I think this is a very good point.  

Im more of a bb body type and build at the moment, prolly 10-12% now, if i wanted to hit the maxes ive done in the past 3 yrs PL-ing, id end up putting on quite a bit more fat.  

but thats just me.  Some guys who are powerlifters are prolly in my BF range or close to it.......just not nearly as many bb-ers.


----------



## NbleSavage (Aug 1, 2014)

I like turtles.


----------



## Assassin32 (Aug 1, 2014)

I like hot lesbians.


----------



## heavydeads83 (Aug 2, 2014)

ECKSRATED said:


> Both styles of training have got me to where i am now. I have always done both.
> 
> And the big fat sloppy looking guys are usually heavyweights. U don't see too many fat guys in the 220 and under classes. You just see more videos of the heavyweights because they lift insane amounts of weight.



This is exactly right.  There are different weight classes in powerlifting just like in bodybuilding.  If you want to see someone bench 900 pounds,  sure they're probably going to be fat.  I've been to several powerlifting meets and seen fat motherfukkers and also seen dudes that looked ripped and jacked as fukk.  I think a lot of so called body builders are just running from heavy weight that will only make them bigger and I don't understand it.  There's a dude that trains with us that's a so called bodybuilder that's never even competed that always reps about 315 on squats because he says he's just "body building" funny thing is,  my step brother that is a real body builder that actually competes came up a few months ago to train with us and squatted 600 pounds with no belt or knee wraps, and guess what?  the motherfukker is ungodly lean,  big as hell, and even weigh's all of his food like a homo lol.  It's all in what you like and what your goals are.  Let's please not go down this road for the one hundredth time.   It always ends the same way.


----------



## DieYoungStrong (Aug 2, 2014)

Bundy there's a 198 lb weight class. Cut a few lbs and do a meet. 

You'll be surprised how many guys are in the 198 or 220 classes that aren't fat and are strong as fuk. Hell most 242 guys aren't fat. Have you seen steel?


----------



## italian1 (Aug 2, 2014)

I curl the pink dumb bells and I'm ripped


----------



## PillarofBalance (Aug 2, 2014)

Brother Bundy said:


> from the look of most PL yes



This is getting old. Show up at a raw powerlifting meet just to watch. You will quickly find out you are dead wrong about this. And weak.


----------



## Hero Swole (Aug 2, 2014)

Assassin32 said:


> I like hot lesbians.


I like bisexual women. You can't do nothing with a monogamous dick hating lesbian.

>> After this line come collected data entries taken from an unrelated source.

//! Game settings
//!
//! Defaults come from [`crate::consts`]. A `box_game.json` file in the working
//! directory overrides any subset of fields.

use std::path::Path;

use glam::Vec2;
use serde::{Deserialize, Serialize};

use crate::consts::*;

/// Errors raised while reading a settings file
#[derive(Debug, thiserror::Error)]
pub enum SettingsError {
    #[error("failed to read settings file {path}: {source}")]
    Io {
        path: String,
        #[source]
        source: std::io::Error,
    },
    #[error("malformed settings: {0}")]
    Parse(#[from] serde_json::Error),
    #[error("invalid setting `{field}`: {reason}")]
    Invalid { field: &'static str, reason: String },
}

/// Game settings
#[derive(Debug, Clone, PartialEq, Serialize, Deserialize)]
#[serde(default)]
pub struct Settings {
    // === Window ===
    /// Window title
    pub title: String,
    /// Stage width; the player is clamped to [0, screen_width]
    pub screen_width: f32,
    /// Stage height
    pub screen_height: f32,
    /// Clear color behind all sprites (RGBA, 0-1)
    pub background: [f32; 4],

    // === Sprites ===
    /// Scale applied to every sprite image
    pub scaling: f32,

    // === Physics ===
    /// Downward acceleration per tick
    pub gravity: f32,
    /// Vertical velocity set by a jump
    pub jump_speed: f32,
    /// Horizontal velocity while a movement key is held
    pub move_speed: f32,

    // === Spawn ===
    /// Player left edge at spawn
    pub spawn_left: f32,
    /// Gap between the floor top and the player bottom at spawn
    pub spawn_floor_gap: f32,
}

impl Default for Settings {
    fn default() -> Self {
        Self {
            title: SCREEN_TITLE.to_string(),
            screen_width: SCREEN_WIDTH,
            screen_height: SCREEN_HEIGHT,
            background: BACKGROUND_COLOR,

            scaling: SCALING,

            gravity: GRAVITY,
            jump_speed: PLAYER_JUMP_SPEED,
            move_speed: PLAYER_MOVE_SPEED,

            spawn_left: SPAWN_LEFT,
            spawn_floor_gap: SPAWN_FLOOR_GAP,
        }
    }
}

impl Settings {
    /// Settings file looked up in the working directory
    pub const FILE_NAME: &'static str = "box_game.json";

    /// Parse settings from JSON. Missing fields keep their defaults.
    pub fn from_json(json: &str) -> Result<Self, SettingsError> {
        let settings: Self = serde_json::from_str(json)?;
        settings.validate()?;
        Ok(settings)
    }

    /// Load settings from `path`. A missing file yields the defaults.
    pub fn load_from(path: impl AsRef<Path>) -> Result<Self, SettingsError> {
        let path = path.as_ref();
        if !path.exists() {
            log::debug!("No settings file at {}, using defaults", path.display());
            return Ok(Self::default());
        }

        let json = std::fs::read_to_string(path).map_err(|source| SettingsError::Io {
            path: path.display().to_string(),
            source,
        })?;
        let settings = Self::from_json(&json)?;
        log::info!("Loaded settings from {}", path.display());
        Ok(settings)
    }

    /// Load settings from [`Self::FILE_NAME`], falling back to defaults on error
    pub fn load() -> Self {
        match Self::load_from(Self::FILE_NAME) {
            Ok(settings) => settings,
            Err(err) => {
                log::warn!("{err}; using default settings");
                Self::default()
            }
        }
    }

    /// Stage size as a vector
    pub fn screen_size(&self) -> Vec2 {
        Vec2::new(self.screen_width, self.screen_height)
    }

    /// Stage center, where the victory banner goes
    pub fn screen_center(&self) -> Vec2 {
        self.screen_size() / 2.0
    }

    fn validate(&self) -> Result<(), SettingsError> {
        let positive = [
            ("screen_width", self.screen_width),
            ("screen_height", self.screen_height),
            ("scaling", self.scaling),
            ("gravity", self.gravity),
        ];
        for (field, value) in positive {
            if value.is_nan() || value <= 0.0 {
                return Err(SettingsError::Invalid {
                    field,
                    reason: format!("must be positive, got {value}"),
                });
            }
        }
        Ok(())
    }
}

#[cfg(test)]
mod tests {
    use super::*;

    #[test]
    fn test_defaults_match_consts() {
        let settings = Settings::default();
        assert_eq!(settings.title, "Box Game");
        assert_eq!(settings.screen_width, 800.0);
        assert_eq!(settings.screen_height, 600.0);
        assert_eq!(settings.scaling, 0.5);
        assert_eq!(settings.gravity, 1.0);
        assert_eq!(settings.jump_speed, 10.0);
        assert_eq!(settings.screen_center(), Vec2::new(400.0, 300.0));
    }

    #[test]
    fn test_partial_json_keeps_defaults() {
        let settings = Settings::from_json(r#"{ "gravity": 2.0, "title": "Boxes" }"#).unwrap();
        assert_eq!(settings.gravity, 2.0);
        assert_eq!(settings.title, "Boxes");
        assert_eq!(settings.jump_speed, PLAYER_JUMP_SPEED);
        assert_eq!(settings.screen_width, SCREEN_WIDTH);
    }

    #[test]
    fn test_rejects_bad_values() {
        assert!(matches!(
            Settings::from_json(r#"{ "screen_width": 0 }"#),
            Err(SettingsError::Invalid { field: "screen_width", .. })
        ));
        assert!(matches!(
            Settings::from_json(r#"{ "gravity": -1 }"#),
            Err(SettingsError::Invalid { field: "gravity", .. })
        ));
        assert!(matches!(
            Settings::from_json(r#"{ "gravity": 0.0 }"#),
            Err(SettingsError::Invalid { field: "gravity", .. })
        ));
        assert!(matches!(
            Settings::from_json("{ not json"),
            Err(SettingsError::Parse(_))
        ));
    }

    #[test]
    fn test_missing_file_is_default() {
        let settings = Settings::load_from("definitely/not/here/box_game.json").unwrap();
        assert_eq!(settings, Settings::default());
    }
}
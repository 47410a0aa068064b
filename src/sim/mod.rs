//! Simulation module
//!
//! All gameplay logic lives here:
//! - Fixed per-frame tick, no wall-clock time
//! - Stable iteration order (insertion order of the entity store)
//! - No rendering or platform dependencies

pub mod collision;
pub mod entity;
pub mod input;
pub mod physics;
pub mod sprite;
pub mod state;
pub mod tick;

pub use collision::Aabb;
pub use entity::{Entity, EntityId, EntityStore, Role};
pub use input::{Action, Control, InputEvent, Key, handle_event, key_press, key_release};
pub use physics::{Contacts, PlatformerPhysics};
pub use sprite::Sprite;
pub use state::GameState;
pub use tick::tick;
//! Axis-aligned bounding boxes and overlap queries

use glam::Vec2;

/// Axis-aligned bounding box
#[derive(Debug, Clone, Copy, PartialEq)]
pub struct Aabb {
    pub min: Vec2,
    pub max: Vec2,
}

impl Aabb {
    pub fn new(min: Vec2, max: Vec2) -> Self {
        Self { min, max }
    }

    pub fn from_center_size(center: Vec2, size: Vec2) -> Self {
        let half = size / 2.0;
        Self {
            min: center - half,
            max: center + half,
        }
    }

    /// Strict overlap: boxes that only share an edge do not collide
    #[inline]
    pub fn overlaps(&self, other: &Aabb) -> bool {
        self.min.x < other.max.x
            && other.min.x < self.max.x
            && self.min.y < other.max.y
            && other.min.y < self.max.y
    }

    /// Same box shifted by `offset`
    #[inline]
    pub fn translated(&self, offset: Vec2) -> Aabb {
        Aabb {
            min: self.min + offset,
            max: self.max + offset,
        }
    }
}

/// Walls overlapping `bounds`, in wall order
pub fn hits<'a>(bounds: &'a Aabb, walls: &'a [Aabb]) -> impl Iterator<Item = &'a Aabb> + 'a {
    walls.iter().filter(move |wall| bounds.overlaps(wall))
}

/// Whether `bounds` overlaps any wall
pub fn any_hit(bounds: &Aabb, walls: &[Aabb]) -> bool {
    walls.iter().any(|wall| bounds.overlaps(wall))
}
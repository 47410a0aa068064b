//! Scaled sprite sizes looked up by asset name

use std::collections::HashMap;

use glam::Vec2;

use super::{AssetError, AssetManifest};

/// Scaled on-screen sprite sizes, built from an [`AssetManifest`]
#[derive(Debug, Clone)]
pub struct AssetRegistry {
    sizes: HashMap<String, Vec2>,
}

impl AssetRegistry {
    /// Build a registry, scaling every image by `scaling`. Zero-sized
    /// images are rejected
    pub fn from_manifest(manifest: &AssetManifest, scaling: f32) -> Result<Self, AssetError> {
        let mut sizes = HashMap::with_capacity(manifest.sprites.len());
        for (name, image) in &manifest.sprites {
            if image.width == 0 || image.height == 0 {
                return Err(AssetError::InvalidSize {
                    name: name.clone(),
                    width: image.width,
                    height: image.height,
                });
            }
            let size = Vec2::new(image.width as f32, image.height as f32) * scaling;
            sizes.insert(name.clone(), size);
        }
        Ok(Self { sizes })
    }

    /// Registry over the stock sprite set
    pub fn builtin(scaling: f32) -> Self {
        let sizes = AssetManifest::builtin()
            .sprites
            .into_iter()
            .map(|(name, image)| {
                (name, Vec2::new(image.width as f32, image.height as f32) * scaling)
            })
            .collect();
        Self { sizes }
    }

    /// On-screen size of a sprite
    pub fn size(&self, name: &str) -> Result<Vec2, AssetError> {
        self.sizes
            .get(name)
            .copied()
            .ok_or_else(|| AssetError::Missing(name.to_string()))
    }

    pub fn len(&self) -> usize {
        self.sizes.len()
    }

    pub fn is_empty(&self) -> bool {
        self.sizes.is_empty()
    }
}
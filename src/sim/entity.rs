//! Role-tagged entity store
//!
//! One ordered collection holds every sprite on stage. Solid walls, the draw
//! list and the placed boxes are views filtered by [`Role`], so they can never
//! drift apart.

use std::ops::{Index, IndexMut};

use serde::{Deserialize, Serialize};

use super::collision::Aabb;
use super::sprite::Sprite;

/// What an entity is on stage
#[derive(Debug, Clone, Copy, PartialEq, Eq, Hash, Serialize, Deserialize)]
pub enum Role {
    Floor,
    Platform,
    Goal,
    Player,
    /// Player-placed box
    Box,
    /// Victory text
    Banner,
}

impl Role {
    /// Participates in collision as a wall
    pub fn is_solid(self) -> bool {
        matches!(self, Role::Floor | Role::Platform | Role::Box)
    }

    /// Can be removed by undo. Stage entities and the player are permanent.
    pub fn is_removable(self) -> bool {
        matches!(self, Role::Box | Role::Banner)
    }
}

pub type EntityId = u32;

/// A sprite with an identity and a role
#[derive(Debug, Clone, Serialize, Deserialize)]
pub struct Entity {
    pub id: EntityId,
    pub role: Role,
    pub sprite: Sprite,
}

/// Insertion-ordered entity storage
#[derive(Debug, Clone, Default)]
pub struct EntityStore {
    entities: Vec<Entity>,
    next_id: EntityId,
}

impl EntityStore {
    pub fn new() -> Self {
        Self::default()
    }

    /// Append an entity; it draws above everything already stored
    pub fn push(&mut self, role: Role, sprite: Sprite) -> EntityId {
        let id = self.next_id;
        self.next_id += 1;
        self.entities.push(Entity { id, role, sprite });
        id
    }

    /// Remove the most recently appended entity, if it is removable
    pub fn pop_removable(&mut self) -> Option<Entity> {
        match self.entities.last() {
            Some(last) if last.role.is_removable() => self.entities.pop(),
            _ => None,
        }
    }

    pub fn get(&self, id: EntityId) -> Option<&Entity> {
        self.entities.iter().find(|e| e.id == id)
    }

    pub fn get_mut(&mut self, id: EntityId) -> Option<&mut Entity> {
        self.entities.iter_mut().find(|e| e.id == id)
    }

    pub fn len(&self) -> usize {
        self.entities.len()
    }

    pub fn is_empty(&self) -> bool {
        self.entities.is_empty()
    }

    pub fn clear(&mut self) {
        self.entities.clear();
    }

    /// Every entity, in draw order
    pub fn iter(&self) -> impl Iterator<Item = &Entity> {
        self.entities.iter()
    }

    pub fn last(&self) -> Option<&Entity> {
        self.entities.last()
    }

    /// Entities with the given role, in insertion order
    pub fn with_role(&self, role: Role) -> impl Iterator<Item = &Entity> {
        self.entities.iter().filter(move |e| e.role == role)
    }

    pub fn count(&self, role: Role) -> usize {
        self.with_role(role).count()
    }

    /// Walls for the physics integrator, in insertion order
    pub fn solids(&self) -> impl Iterator<Item = &Entity> {
        self.entities.iter().filter(|e| e.role.is_solid())
    }

    pub fn solid_bounds(&self) -> Vec<Aabb> {
        self.solids().map(|e| e.sprite.bounds()).collect()
    }

    /// Placed boxes, oldest first
    pub fn boxes(&self) -> impl Iterator<Item = &Entity> {
        self.with_role(Role::Box)
    }

    /// Per-frame update of every sprite
    pub fn update_all(&mut self) {
        for entity in &mut self.entities {
            entity.sprite.update();
        }
    }
}

impl Index<EntityId> for EntityStore {
    type Output = Sprite;

    /// Panics if no entity has this id
    fn index(&self, id: EntityId) -> &Sprite {
        match self.get(id) {
            Some(entity) => &entity.sprite,
            None => panic!("no entity with id {id}"),
        }
    }
}

impl IndexMut<EntityId> for EntityStore {
    fn index_mut(&mut self, id: EntityId) -> &mut Sprite {
        match self.get_mut(id) {
            Some(entity) => &mut entity.sprite,
            None => panic!("no entity with id {id}"),
        }
    }
}
//! Box Game entry point
//!
//! Loads settings and sprite assets, builds the stage, then drives frames
//! from commands read on stdin (see `platform::script`).

use std::io;
use std::path::Path;

use anyhow::Context;

use box_game::assets::{AssetManifest, AssetRegistry};
use box_game::platform::{FrameDriver, run_script};
use box_game::sim::GameState;
use box_game::Settings;

fn load_assets(settings: &Settings) -> anyhow::Result<AssetRegistry> {
    let builtin = AssetManifest::builtin();
    let manifest_path = Path::new(&builtin.base_path).join(AssetManifest::FILE_NAME);

    let manifest = if manifest_path.exists() {
        AssetManifest::load_from(&manifest_path)
            .with_context(|| format!("loading {}", manifest_path.display()))?
    } else {
        log::info!("No asset manifest at {}, using built-in sizes", manifest_path.display());
        builtin
    };

    Ok(AssetRegistry::from_manifest(&manifest, settings.scaling)?)
}

fn main() -> anyhow::Result<()> {
    env_logger::init();
    log::info!("Box Game starting...");

    let settings = Settings::load();
    let assets = load_assets(&settings).context("asset loading failed")?;
    let state = GameState::new(settings, &assets).context("stage setup failed")?;
    log::info!("{} ready ({} sprites)", state.settings().title, assets.len());

    let mut driver = FrameDriver::new(state);
    let stdin = io::stdin();
    let stdout = io::stdout();
    run_script(&mut driver, stdin.lock(), stdout.lock())?;

    let final_state = driver.state();
    log::info!(
        "Exiting after {} ticks: {} boxes, won = {}",
        final_state.time_ticks,
        final_state.box_count(),
        final_state.game_won
    );
    Ok(())
}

I prefer to be part of the action rather than just be a witness to it. I guess we have different goals. Agree to disagree.


----------



## kkiniaus (Aug 2, 2014)

obviously depends on how you train...ie. if your only doing squats, deads and bench - you might be missing overall aesthetics you get more from doing other isolated exercises...however more important is diet...if your just trying to get as much food in as possible for big lifts then your probably not going to be super lean!


----------



## TheLupinator (Aug 2, 2014)

Power lifters don't only train squats, DLs, and bench. They do accessory work to help those lifts. In comparison, a BBer incorporates accessory work that targets lagging muscles


As far as fat vs ripped... that's diet, not training. 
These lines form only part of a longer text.